Ghosts and Guests in the Machine: Animism and Technology
Film is historically based on animating single shots into moving images – therefore one can look as film as a technic of animation beyond animation as a genre of film. With this comes the impression of liveliness that is the result of the cinematographic animation of the spectator. We animate machines, machines animate us. This simple reciprocity grounds the basic relationship between hands, tools, instruments, machines etc. and the human body as senso-motoric perceptive player.
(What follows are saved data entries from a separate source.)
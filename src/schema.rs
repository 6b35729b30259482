//! Entity metadata consumed by the filter compiler
//!
//! The compiler never introspects anything at runtime: the host describes
//! its entities once, up front, and the catalog is read-only afterwards.
//! A shared `&SchemaCatalog` is safe across concurrent compiles.

use std::collections::{HashMap, HashSet};

/// How many related rows an entity can have through a relation.
#[derive(Debug, Clone, Copy, PartialEq, Eq)]
pub enum Cardinality {
    One,
    Many,
}

/// A declared relation from one entity to another.
///
/// `join_column` is the column on the *target* table that references the
/// root entity's primary key (e.g. `userId` on `user_skill`).
#[derive(Debug, Clone)]
pub struct RelationDescriptor {
    pub name: String,
    pub target_entity: String,
    pub join_column: String,
    pub cardinality: Cardinality,
}

impl RelationDescriptor {
    pub fn one(
        name: impl Into<String>,
        target_entity: impl Into<String>,
        join_column: impl Into<String>,
    ) -> Self {
        Self {
            name: name.into(),
            target_entity: target_entity.into(),
            join_column: join_column.into(),
            cardinality: Cardinality::One,
        }
    }

    pub fn many(
        name: impl Into<String>,
        target_entity: impl Into<String>,
        join_column: impl Into<String>,
    ) -> Self {
        Self {
            name: name.into(),
            target_entity: target_entity.into(),
            join_column: join_column.into(),
            cardinality: Cardinality::Many,
        }
    }
}

/// Metadata for one entity: its table, primary key, filterable scalar
/// fields, and declared relations.
///
/// Scalar fields double as the filter whitelist: a condition on a field
/// that is not listed here is rejected at compile time.
#[derive(Debug, Clone)]
pub struct EntityDescriptor {
    name: String,
    table_name: String,
    primary_key: String,
    scalar_fields: HashSet<String>,
    relations: HashMap<String, RelationDescriptor>,
}

impl EntityDescriptor {
    /// The primary key counts as a filterable scalar field.
    pub fn new(
        name: impl Into<String>,
        table_name: impl Into<String>,
        primary_key: impl Into<String>,
    ) -> Self {
        let primary_key = primary_key.into();
        let mut scalar_fields = HashSet::new();
        scalar_fields.insert(primary_key.clone());
        Self {
            name: name.into(),
            table_name: table_name.into(),
            primary_key,
            scalar_fields,
            relations: HashMap::new(),
        }
    }

    pub fn field(mut self, name: impl Into<String>) -> Self {
        self.scalar_fields.insert(name.into());
        self
    }

    pub fn fields<I, S>(mut self, names: I) -> Self
    where
        I: IntoIterator<Item = S>,
        S: Into<String>,
    {
        self.scalar_fields
            .extend(names.into_iter().map(Into::into));
        self
    }

    pub fn relation(mut self, relation: RelationDescriptor) -> Self {
        self.relations.insert(relation.name.clone(), relation);
        self
    }

    pub fn name(&self) -> &str {
        &self.name
    }

    pub fn table_name(&self) -> &str {
        &self.table_name
    }

    pub fn primary_key(&self) -> &str {
        &self.primary_key
    }

    pub fn has_field(&self, name: &str) -> bool {
        self.scalar_fields.contains(name)
    }

    pub fn relation_named(&self, name: &str) -> Option<&RelationDescriptor> {
        self.relations.get(name)
    }
}

/// Read-only registry of entity descriptors, keyed by entity name.
#[derive(Debug, Clone, Default)]
pub struct SchemaCatalog {
    entities: HashMap<String, EntityDescriptor>,
}

impl SchemaCatalog {
    pub fn new() -> Self {
        Self::default()
    }

    pub fn entity(mut self, descriptor: EntityDescriptor) -> Self {
        self.entities
            .insert(descriptor.name().to_string(), descriptor);
        self
    }

    pub fn get(&self, entity: &str) -> Option<&EntityDescriptor> {
        self.entities.get(entity)
    }
}

#[cfg(test)]
mod tests {
    use super::*;

    fn user_entity() -> EntityDescriptor {
        EntityDescriptor::new("user", "users", "id")
            .fields(["name", "age"])
            .relation(RelationDescriptor::many("skills", "user_skill", "userId"))
    }

    #[test]
    fn primary_key_is_a_scalar_field() {
        let entity = user_entity();
        assert!(entity.has_field("id"));
        assert!(entity.has_field("age"));
        assert!(!entity.has_field("salary"));
    }

    #[test]
    fn relation_lookup() {
        let entity = user_entity();
        let rel = entity.relation_named("skills").unwrap();
        assert_eq!(rel.target_entity, "user_skill");
        assert_eq!(rel.join_column, "userId");
        assert_eq!(rel.cardinality, Cardinality::Many);
        assert!(entity.relation_named("projects").is_none());
    }

    #[test]
    fn catalog_lookup() {
        let catalog = SchemaCatalog::new().entity(user_entity());
        assert_eq!(catalog.get("user").unwrap().table_name(), "users");
        assert!(catalog.get("ghost").is_none());
    }

    #[test]
    fn one_to_one_relation() {
        let rel = RelationDescriptor::one("profile", "profile", "userId");
        assert_eq!(rel.cardinality, Cardinality::One);
    }
}
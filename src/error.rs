//! Compiler error types

use thiserror::Error;

use crate::filter::Operator;

/// Errors surfaced by filter compilation.
///
/// Every variant aborts the whole compile; there are no partial fragments
/// and nothing is retried. The one degradation that is *not* an error —
/// a malformed JSON filter string under [`ParsePolicy::Lenient`] — never
/// reaches this type.
///
/// [`ParsePolicy::Lenient`]: crate::filter::ParsePolicy::Lenient
#[derive(Error, Debug)]
pub enum CompileError {
    /// The filter string was not valid JSON (strict parsing only).
    #[error("Invalid filter JSON: {0}")]
    InvalidJson(#[from] serde_json::Error),

    /// The decoded value does not match the filter grammar.
    #[error("Invalid filter: {0}")]
    InvalidFilter(String),

    /// Operand arity or type does not fit the operator.
    #[error("Invalid operand for {operator}: {reason}")]
    InvalidOperand { operator: Operator, reason: String },

    /// An operator key outside the supported set.
    #[error("Unsupported operator: {0}")]
    UnsupportedOperator(String),

    #[error("Unknown entity: {0}")]
    UnknownEntity(String),

    #[error("Cannot filter by field {field} on entity {entity}")]
    UnknownField { entity: String, field: String },

    #[error("Unknown relation {relation} on entity {entity}")]
    UnknownRelation { entity: String, relation: String },
}

#[cfg(test)]
mod tests {
    use super::*;

    #[test]
    fn unsupported_operator_display() {
        let err = CompileError::UnsupportedOperator("$regex".to_string());
        assert_eq!(err.to_string(), "Unsupported operator: $regex");
    }

    #[test]
    fn invalid_operand_display() {
        let err = CompileError::InvalidOperand {
            operator: Operator::Between,
            reason: "expected exactly 2 elements".to_string(),
        };
        assert_eq!(
            err.to_string(),
            "Invalid operand for $between: expected exactly 2 elements"
        );
    }

    #[test]
    fn unknown_relation_display() {
        let err = CompileError::UnknownRelation {
            entity: "user".to_string(),
            relation: "projects".to_string(),
        };
        assert_eq!(err.to_string(), "Unknown relation projects on entity user");
    }

    #[test]
    fn invalid_json_from() {
        let json_err = serde_json::from_str::<serde_json::Value>("not json").unwrap_err();
        let err: CompileError = json_err.into();
        assert!(err.to_string().starts_with("Invalid filter JSON:"));
    }
}
//! GICLUB brand colours.

use crate::writer::Color;

/// Primary accent, titles and highlights (`#F5C518`).
pub const GOLD: Color = Color::rgb8(0xF5, 0xC5, 0x18);
/// Page background (`#0D0D1A`).
pub const DARK: Color = Color::rgb8(0x0D, 0x0D, 0x1A);
/// Header bars and logo discs (`#0A1628`).
pub const NAVY: Color = Color::rgb8(0x0A, 0x16, 0x28);
/// `#FFFFFF`
pub const WHITE: Color = Color::rgb8(0xFF, 0xFF, 0xFF);
/// Secondary text (`#E8EAF0`).
pub const LIGHT: Color = Color::rgb8(0xE8, 0xEA, 0xF0);
/// `#00C896`
pub const GREEN: Color = Color::rgb8(0x00, 0xC8, 0x96);
/// Section heads and call-to-action panels (`#7B2FBE`).
pub const PURPLE: Color = Color::rgb8(0x7B, 0x2F, 0xBE);
/// `#FF6B35`
pub const ORANGE: Color = Color::rgb8(0xFF, 0x6B, 0x35);

/// Card surface tone (`#1A1A2E`); not part of the named palette.
pub const CARD: Color = Color::rgb8(0x1A, 0x1A, 0x2E);

/// The named brand palette.
pub const BRAND_PALETTE: [(&str, Color); 8] = [
    ("GOLD", GOLD),
    ("DARK", DARK),
    ("NAVY", NAVY),
    ("WHITE", WHITE),
    ("LIGHT", LIGHT),
    ("GREEN", GREEN),
    ("PURPLE", PURPLE),
    ("ORANGE", ORANGE),
];

#[cfg(test)]
mod tests {
    use super::*;

    fn hex(color: Color) -> String {
        let channel = |v: f32| (v * 255.0).round() as u8;
        format!("#{:02X}{:02X}{:02X}", channel(color.r), channel(color.g), channel(color.b))
    }

    #[test]
    fn test_palette_matches_brand_hex() {
        let expected = [
            "#F5C518", "#0D0D1A", "#0A1628", "#FFFFFF", "#E8EAF0", "#00C896", "#7B2FBE", "#FF6B35",
        ];
        for ((name, color), expected) in BRAND_PALETTE.iter().zip(expected) {
            assert_eq!(hex(*color), expected, "{}", name);
        }
        assert_eq!(hex(CARD), "#1A1A2E");
    }
}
Leaving the dualism that came with the concept of mind as ‘ghost in the machine’ of a physical, mechanical body or the master narrative of machines as the alien who intrudes a human world and body I will explore specific cases of technologically produced and enhanced art works how the interplay between machines and humans may point to a technoaesthetic that offers a wider horizon on this interaction.
Prof. Dr. Gertrud Koch. Professor emerita for Cinema Studies at Freie Universität Berlin, visiting professor at Brown University (2013-2023), and served as Professor II at Oslo university. Currently visiting professor at Leuphana-Universität in Lüneburg and at Princeton University. Numerous stays as research fellow and visiting professor (NYU, Columbia, Berkeley, Tel Aviv University, Getty Research Center in Los Angeles et al.) She was director of the research center, „Aesthetic experience in the sign of the entanglement of the arts“ in Berlin from 2006-2014.